There is a new alien language which uses the latin alphabet. However, the order among letters are unknown to you. You receive a list of non-empty words from the dictionary, where words are sorted lexicographically by the rules of this new language.

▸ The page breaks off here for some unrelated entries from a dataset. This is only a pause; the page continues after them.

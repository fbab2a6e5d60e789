//! Distributed Transaction Engine
//!
//! Runs an operation across a set of nodes so that it either completes on all
//! of them or is compensated, while serializing operations that touch the same
//! named resource cluster-wide.
//!
//! ## Architecture Overview
//! 1. **Locking**: the orchestrator takes the resource lock for the transaction's key.
//! 2. **Stage / Commit / Store**: each phase runs its step on every target node
//!    concurrently; the next phase starts only after every node replied.
//! 3. **Rollback**: on the first failure the compensating step runs on the nodes
//!    that may carry effects; its own failures are logged, not reported.
//! 4. **Release**: the lock is released on every exit path.
//!
//! ## Submodules
//! - **`context`**: the key/value state and logger carried through a transaction.
//! - **`registry`**: maps step names to step functions, frozen at startup.
//! - **`dispatcher`**: runs a step on one node, locally or over RPC.
//! - **`orchestrator`**: the phase state machine.
//! - **`protocol`** / **`handlers`**: the step invocation RPC.

pub mod context;
pub mod dispatcher;
pub mod handlers;
pub mod orchestrator;
pub mod protocol;
pub mod registry;
pub mod types;

#[cfg(test)]
pub(crate) mod testkit;


pub use context::TxnCtx;
pub use dispatcher::{Dispatcher, HttpTransport, StepTransport};
pub use orchestrator::{Orchestrator, Txn, TxnBuilder, TxnSettings};
pub use registry::{StepRegistry, StepRegistryBuilder};
pub use types::{Phase, RollbackScope, TxnId, TxnState};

Derive the order of letters in this language.
Example 1:
Input:
[
"wrt",
"wrf",
"er",
"ett",
"rftt"
]
Output: "wertf"
Example 2:
Input:
[
"z",
"x"
]
Output: "zx"
Example 3:
Input: [ "z", "x", "z" ] Output:""Explanation: The order is invalid, so return"".
Note:
- You may assume all letters are in lowercase.
- You may assume that if a is a prefix of b, then a must appear before b in the given dictionary.
- If the order is invalid, return an empty string.
- There may be multiple valid order of letters, return any one of them is fine.
class Solution {
public:
void makeGraph(string first, string second, map<char, set<char>>& graph) {
int len = min(first.size(), second.size());
if (len == 0) {
return;
}
for (int i = 0; i < len; i++) {
if (first[i] != second[i]) {
graph[first[i]].insert(second[i]);
return;
}
}
}
void toposort(map<char, set<char>>& graph, string& ans) {
if (graph.size() == 0) {
return;
}
vector<int> visited(26, 0);
bool isCycle = false;
for (auto node : graph) {
dfs(graph, node.first, ans, visited, isCycle);
}
if (isCycle) {
ans = "";
}
return;
}
void dfs(map<char, set<char>>& graph, char node, string& ans,
vector<int>& visited, bool& isCycle) {
if (visited[node - 'a'] == 2) {
return;
}
// It means cycle is detected and graph is not valid.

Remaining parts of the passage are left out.